Professional development is defined as activities that develop an individual’s skills, knowledge, expertise and other characteristics as a teacher (OECD, 2009).
Since student outcomes depend greatly on teacher quality, governments, local politicians and school managers need to foster teachers’ continuous professional development in order to cope effectively with ongoing changes and improve the quality of education (European Commission, 2010).
Educators who do not experience effective professional development do not improve their skills, and student learning suffers (Mizell, 2010).
Teacher efficacy is therefore strongly connected to teacher professional learning opportunities that can provide mastery and vicarious experiences, thus raising teachers’ personal competence levels.

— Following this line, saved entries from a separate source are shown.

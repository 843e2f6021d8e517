//! llama-server process lifecycle.
//!
//! The supervisor owns the single worker subprocess: it builds the argument
//! vector, spawns the process, relays its output, and terminates the whole
//! process tree on shutdown with SIGTERM/SIGKILL escalation.

use std::path::Path;
use std::process::Stdio;
use std::time::Duration;

use tokio::io::{AsyncBufReadExt, AsyncRead, BufReader};
use tokio::process::{Child, Command};
use tokio::sync::Mutex;
use tokio::task::JoinHandle;

use crate::config::Config;
use crate::error::{Error, Result};

/// Grace period between SIGTERM and SIGKILL during stop.
const SHUTDOWN_TIMEOUT: Duration = Duration::from_secs(10);

/// Lifecycle of the worker process.
///
/// `Running -> Stopped` happens directly when the process exits on its own;
/// exits are detected lazily through liveness checks, not actively monitored.
#[derive(Debug, Clone, Copy, PartialEq, Eq)]
pub enum WorkerState {
    NotStarted,
    Starting,
    Running,
    Stopping,
    Stopped,
}

struct Inner {
    state: WorkerState,
    child: Option<Child>,
    log_tasks: Vec<JoinHandle<()>>,
}

/// Supervisor for the single llama-server worker.
///
/// The handle is the only shared mutable state in the system: written once at
/// startup and once at shutdown, never from request-handling code.
pub struct WorkerSupervisor {
    server_binary: String,
    upstream_port: u16,
    extra_args: String,
    inner: Mutex<Inner>,
}

impl WorkerSupervisor {
    pub fn new(config: &Config) -> Self {
        Self {
            server_binary: config.server_binary.clone(),
            upstream_port: config.upstream_port,
            extra_args: config.llama_cpp_args.clone(),
            inner: Mutex::new(Inner {
                state: WorkerState::NotStarted,
                child: None,
                log_tasks: Vec::new(),
            }),
        }
    }

    /// Argument vector for the worker: fixed loopback/model flags first, then
    /// the shell-split user arguments. User flags come last on purpose so they
    /// can override the fixed ones under last-wins parsing; duplicates are not
    /// deduplicated.
    fn build_args(&self, model_path: &Path) -> Result<Vec<String>> {
        let mut args = vec![
            "--host".to_string(),
            "127.0.0.1".to_string(),
            "--port".to_string(),
            self.upstream_port.to_string(),
            "--model".to_string(),
            model_path.display().to_string(),
        ];
        let extra = shell_words::split(&self.extra_args)
            .map_err(|e| Error::Configuration(format!("invalid extra worker arguments: {e}")))?;
        args.extend(extra);
        Ok(args)
    }

    /// Spawn the worker if it is not already running.
    ///
    /// A second call while the first instance is alive is a no-op.
    pub async fn start(&self, model_path: &Path) -> Result<()> {
        let mut inner = self.inner.lock().await;

        if let Some(child) = inner.child.as_mut() {
            if matches!(child.try_wait(), Ok(None)) {
                return Ok(());
            }
            // Exited on its own since the last check.
            inner.child = None;
            inner.state = WorkerState::Stopped;
        }

        if model_path.as_os_str().is_empty() {
            return Err(Error::Configuration("no model path provided".to_string()));
        }

        let binary = which::which(&self.server_binary).map_err(|_| {
            Error::Configuration(format!("{} binary not found in PATH", self.server_binary))
        })?;
        let args = self.build_args(model_path)?;

        inner.state = WorkerState::Starting;

        let mut cmd = Command::new(&binary);
        cmd.args(&args)
            .stdin(Stdio::null())
            .stdout(Stdio::piped())
            .stderr(Stdio::piped())
            .kill_on_drop(true);

        let mut child = match cmd.spawn() {
            Ok(child) => child,
            Err(e) => {
                inner.state = WorkerState::Stopped;
                return Err(Error::Configuration(format!(
                    "failed to spawn {}: {e}",
                    binary.display()
                )));
            }
        };

        tracing::info!(
            "spawned llama-server (pid: {:?}) with model {}",
            child.id(),
            model_path.display()
        );

        let mut log_tasks = Vec::new();
        if let Some(stdout) = child.stdout.take() {
            log_tasks.push(spawn_log_relay(stdout));
        }
        if let Some(stderr) = child.stderr.take() {
            log_tasks.push(spawn_log_relay(stderr));
        }

        inner.child = Some(child);
        inner.log_tasks = log_tasks;
        inner.state = WorkerState::Running;
        Ok(())
    }

    /// Terminate the worker and its descendants.
    ///
    /// Never fails: signal and enumeration errors are swallowed, and a worker
    /// that ignores SIGTERM for 10 seconds is killed. Calling stop on a
    /// never-started or already-exited supervisor is a no-op.
    pub async fn stop(&self) {
        let mut inner = self.inner.lock().await;

        let Some(mut child) = inner.child.take() else {
            if inner.state != WorkerState::NotStarted {
                inner.state = WorkerState::Stopped;
            }
            return;
        };

        if matches!(child.try_wait(), Ok(Some(_))) {
            for task in inner.log_tasks.drain(..) {
                task.abort();
            }
            inner.state = WorkerState::Stopped;
            return;
        }

        inner.state = WorkerState::Stopping;

        if let Some(pid) = child.id() {
            terminate_tree(pid);
        }

        match tokio::time::timeout(SHUTDOWN_TIMEOUT, child.wait()).await {
            Ok(Ok(status)) => tracing::debug!("llama-server exited with {status}"),
            Ok(Err(e)) => tracing::warn!("error waiting for llama-server: {e}"),
            Err(_) => {
                tracing::warn!("llama-server did not stop gracefully, killing");
                let _ = child.kill().await;
            }
        }

        for task in inner.log_tasks.drain(..) {
            task.abort();
        }
        inner.state = WorkerState::Stopped;
    }

    /// Check whether the worker process is alive, updating the state machine
    /// if it exited on its own.
    pub async fn is_running(&self) -> bool {
        let mut inner = self.inner.lock().await;
        match inner.child.as_mut() {
            Some(child) => {
                if matches!(child.try_wait(), Ok(None)) {
                    true
                } else {
                    inner.child = None;
                    inner.state = WorkerState::Stopped;
                    false
                }
            }
            None => false,
        }
    }

    pub async fn state(&self) -> WorkerState {
        self.inner.lock().await.state
    }

    #[cfg(test)]
    async fn pid(&self) -> Option<u32> {
        self.inner.lock().await.child.as_ref().and_then(|c| c.id())
    }
}

/// Re-emit worker output line-by-line until the stream closes. Read errors
/// end the relay quietly; they must never take down request handling.
fn spawn_log_relay<R>(stream: R) -> JoinHandle<()>
where
    R: AsyncRead + Unpin + Send + 'static,
{
    tokio::spawn(async move {
        let mut lines = BufReader::new(stream).lines();
        while let Ok(Some(line)) = lines.next_line().await {
            tracing::info!("[llama-server] {line}");
        }
    })
}

/// Signal the worker's descendants first, then the worker itself. Errors are
/// ignored throughout; shutdown must complete regardless.
fn terminate_tree(root: u32) {
    let mut sys = sysinfo::System::new();
    sys.refresh_processes(sysinfo::ProcessesToUpdate::All, true);
    for pid in descendants(&sys, root) {
        send_term(pid);
    }
    send_term(root);
}

fn descendants(sys: &sysinfo::System, root: u32) -> Vec<u32> {
    let mut out = Vec::new();
    let mut frontier = vec![sysinfo::Pid::from_u32(root)];
    while let Some(parent) = frontier.pop() {
        for (pid, process) in sys.processes() {
            if process.parent() == Some(parent) {
                frontier.push(*pid);
                out.push(pid.as_u32());
            }
        }
    }
    out
}

#[cfg(unix)]
fn send_term(pid: u32) {
    use nix::sys::signal::{kill, Signal};
    use nix::unistd::Pid;

    let _ = kill(Pid::from_raw(pid as i32), Signal::SIGTERM);
}

#[cfg(not(unix))]
fn send_term(_pid: u32) {}
//! Request forwarding to the worker's loopback address.
//!
//! One request/response pair is relayed per call, either buffered or as a
//! pass-through byte stream for server-sent events.

use std::time::Duration;

use axum::body::Body;
use axum::http::{header, HeaderMap, HeaderName, Method, StatusCode};
use axum::response::Response;
use bytes::Bytes;
use futures_util::TryStreamExt;

use crate::error::{Error, Result};
use crate::state::AppState;

/// Overall deadline for buffered upstream calls.
const UPSTREAM_TIMEOUT: Duration = Duration::from_secs(120);

/// Inbound headers that must not be forwarded to the worker.
const SKIP_HEADERS: &[&str] = &["host", "connection"];

/// Upstream response headers relayed back to the caller in buffered mode.
/// Everything else is dropped so transport details stay behind the proxy.
const RELAY_RESPONSE_HEADERS: [HeaderName; 2] = [
    header::CONTENT_TYPE,
    HeaderName::from_static("x-request-id"),
];

/// Copy inbound headers, dropping the hop-by-hop ones.
pub fn relay_headers(headers: &HeaderMap) -> HeaderMap {
    let mut out = HeaderMap::new();
    for (name, value) in headers.iter() {
        if SKIP_HEADERS.contains(&name.as_str()) {
            continue;
        }
        out.append(name.clone(), value.clone());
    }
    out
}

/// Relay one request to the worker and return its response.
///
/// In streaming mode the response status is fixed at 200 once the upstream
/// stream opens; a mid-stream upstream failure surfaces to the caller as
/// truncated output, since headers are already on the wire by then.
pub async fn proxy_request(
    state: &AppState,
    method: Method,
    path: &str,
    headers: &HeaderMap,
    body: Bytes,
    stream: bool,
) -> Result<Response> {
    let url = format!("{}{}", state.config.upstream_base(), path);
    let headers = relay_headers(headers);

    tracing::debug!("proxying {method} {url} (stream: {stream})");

    if stream {
        let upstream = state
            .http
            .request(method, &url)
            .headers(headers)
            .body(body)
            .send()
            .await
            .map_err(|e| Error::Upstream(e.to_string()))?;

        // Chunks are forwarded as they arrive; dropping this body (caller
        // disconnect) drops the reqwest stream and releases the connection.
        let relay = upstream.bytes_stream().map_err(std::io::Error::other);

        Response::builder()
            .status(StatusCode::OK)
            .header(header::CONTENT_TYPE, "text/event-stream")
            .body(Body::from_stream(relay))
            .map_err(|e| Error::Internal(e.to_string()))
    } else {
        let upstream = state
            .http
            .request(method, &url)
            .headers(headers)
            .body(body)
            .timeout(UPSTREAM_TIMEOUT)
            .send()
            .await
            .map_err(|e| Error::Upstream(e.to_string()))?;

        let status = upstream.status();
        let mut builder = Response::builder().status(status);
        for name in &RELAY_RESPONSE_HEADERS {
            if let Some(value) = upstream.headers().get(name) {
                builder = builder.header(name.clone(), value.clone());
            }
        }

        let bytes = upstream
            .bytes()
            .await
            .map_err(|e| Error::Upstream(e.to_string()))?;

        builder
            .body(Body::from(bytes))
            .map_err(|e| Error::Internal(e.to_string()))
    }
}

#[cfg(test)]
mod tests {
    use super::*;
    use axum::http::HeaderValue;

    #[test]
    fn test_relay_headers_drops_hop_by_hop() {
        let mut headers = HeaderMap::new();
        headers.insert("host", HeaderValue::from_static("example.com"));
        headers.insert("connection", HeaderValue::from_static("keep-alive"));
        headers.insert("authorization", HeaderValue::from_static("Bearer secret"));
        headers.insert("content-type", HeaderValue::from_static("application/json"));

        let relayed = relay_headers(&headers);
        assert!(relayed.get("host").is_none());
        assert!(relayed.get("connection").is_none());
        assert_eq!(
            relayed.get("authorization"),
            Some(&HeaderValue::from_static("Bearer secret"))
        );
        assert_eq!(
            relayed.get("content-type"),
            Some(&HeaderValue::from_static("application/json"))
        );
    }

    #[test]
    fn test_relay_headers_preserves_repeated_values() {
        let mut headers = HeaderMap::new();
        headers.append("x-tag", HeaderValue::from_static("one"));
        headers.append("x-tag", HeaderValue::from_static("two"));

        let relayed = relay_headers(&headers);
        let values: Vec<_> = relayed.get_all("x-tag").iter().collect();
        assert_eq!(values.len(), 2);
    }
}
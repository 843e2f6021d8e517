//! Public HTTP surface.

pub mod health;
pub mod invocations;
pub mod passthrough;

use std::sync::Arc;

use axum::routing::{get, post};
use axum::Router;

use crate::state::AppState;

/// Build the gateway router.
pub fn router() -> Router<Arc<AppState>> {
    Router::new()
        .route("/ping", get(health::ping))
        .route("/invocations", post(invocations::invocations))
        .route(
            "/v1/*path",
            get(passthrough::passthrough)
                .post(passthrough::passthrough)
                .put(passthrough::passthrough)
                .patch(passthrough::passthrough),
        )
}
//! llama-gateway - supervises a llama-server worker and proxies
//! OpenAI-compatible traffic to it.

use std::sync::Arc;

use tokio::net::TcpListener;
use tracing_subscriber::{layer::SubscriberExt, util::SubscriberInitExt, EnvFilter};

use llama_gateway::config::Config;
use llama_gateway::state::AppState;
use llama_gateway::supervisor::WorkerSupervisor;
use llama_gateway::{app, model};

#[tokio::main]
async fn main() -> Result<(), Box<dyn std::error::Error>> {
    tracing_subscriber::registry()
        .with(EnvFilter::try_from_default_env().unwrap_or_else(|_| EnvFilter::new("info")))
        .with(tracing_subscriber::fmt::layer())
        .init();

    let config = Config::load().map_err(|e| format!("failed to load configuration: {e}"))?;

    // Both steps are awaited before the listener binds; no inference traffic
    // is accepted until the worker has been launched.
    let model_path = model::prepare_model_and_get_path(&config).await?;
    tracing::info!("model ready at {}", model_path.display());

    let supervisor = Arc::new(WorkerSupervisor::new(&config));
    supervisor.start(&model_path).await?;

    let addr = format!("{}:{}", config.host, config.port);
    let state = Arc::new(AppState::new(config)?);

    tracing::info!("listening on {addr}");
    let listener = TcpListener::bind(&addr).await?;
    axum::serve(listener, app(state))
        .with_graceful_shutdown(shutdown_signal())
        .await?;

    supervisor.stop().await;
    Ok(())
}

async fn shutdown_signal() {
    let ctrl_c = async {
        if let Err(e) = tokio::signal::ctrl_c().await {
            tracing::error!("failed to install ctrl-c handler: {e}");
            std::future::pending::<()>().await;
        }
    };

    #[cfg(unix)]
    let terminate = async {
        match tokio::signal::unix::signal(tokio::signal::unix::SignalKind::terminate()) {
            Ok(mut signal) => {
                signal.recv().await;
            }
            Err(e) => {
                tracing::error!("failed to install SIGTERM handler: {e}");
                std::future::pending::<()>().await;
            }
        }
    };

    #[cfg(not(unix))]
    let terminate = std::future::pending::<()>();

    tokio::select! {
        _ = ctrl_c => {},
        _ = terminate => {},
    }
}
//! Hugging Face Hub download collaborator.

use std::path::Path;

use hf_hub::api::tokio::ApiBuilder;

use crate::error::{Error, Result};

/// Download a model repo (or one file of it) into `dest_dir`.
///
/// Files land in the hub cache first and are copied into the destination so
/// the caller sees one self-contained directory.
pub async fn download_hf(
    repo_id: &str,
    dest_dir: &Path,
    token: Option<&str>,
    filename: Option<&str>,
) -> Result<()> {
    tracing::info!("downloading model from Hugging Face: {repo_id}");

    let api = ApiBuilder::new()
        .with_token(token.map(str::to_owned))
        .with_progress(false)
        .build()
        .map_err(|e| Error::Download(format!("failed to initialize Hugging Face client: {e}")))?;
    let repo = api.model(repo_id.to_string());

    let files: Vec<String> = match filename {
        Some(file) => vec![file.to_string()],
        None => {
            let info = repo
                .info()
                .await
                .map_err(|e| Error::Download(format!("failed to query repo {repo_id}: {e}")))?;
            info.siblings.into_iter().map(|s| s.rfilename).collect()
        }
    };

    if files.is_empty() {
        return Err(Error::Download(format!("repo {repo_id} lists no files")));
    }

    for file in &files {
        let cached = repo.get(file).await.map_err(|e| {
            Error::Download(format!("failed to download {file} from {repo_id}: {e}"))
        })?;

        let target = dest_dir.join(file);
        if let Some(parent) = target.parent() {
            tokio::fs::create_dir_all(parent)
                .await
                .map_err(|e| Error::Download(format!("cannot create {}: {e}", parent.display())))?;
        }
        tokio::fs::copy(&cached, &target)
            .await
            .map_err(|e| Error::Download(format!("cannot copy {file} into place: {e}")))?;
    }

    tracing::info!("downloaded {} file(s) from {repo_id}", files.len());
    Ok(())
}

There seems to be an indirect but powerful relationship between increasing teacher efficacy and increased student achievement (European Commission, 2011).
Effective professional development enables educators to develop the knowledge and skills they need to address students’ learning challenges. “One-size-fits-all” professional development that targets large numbers of educators from very different schools and classrooms who have students with different needs does not work efficiently (Mizell, 2010).
So policy makers and school leaders have to ensure that the development opportunities available are effective and meet teachers’ needs (OECD, 2009).
In this paper teachers’ professional development needs are analyzed in dimensions of Central and Nordic European countries. OECD TALIS 2013 results from Sweden, Slovak Republic, Poland, Norway, Netherlands, Latvia, Iceland, Finland, Estonia, Denmark and Bulgaria are compared.
The objective of the research is to find out if different subject teachers have different professional development needs.
The research question is: How do professional development need differ among teachers from different subject areas?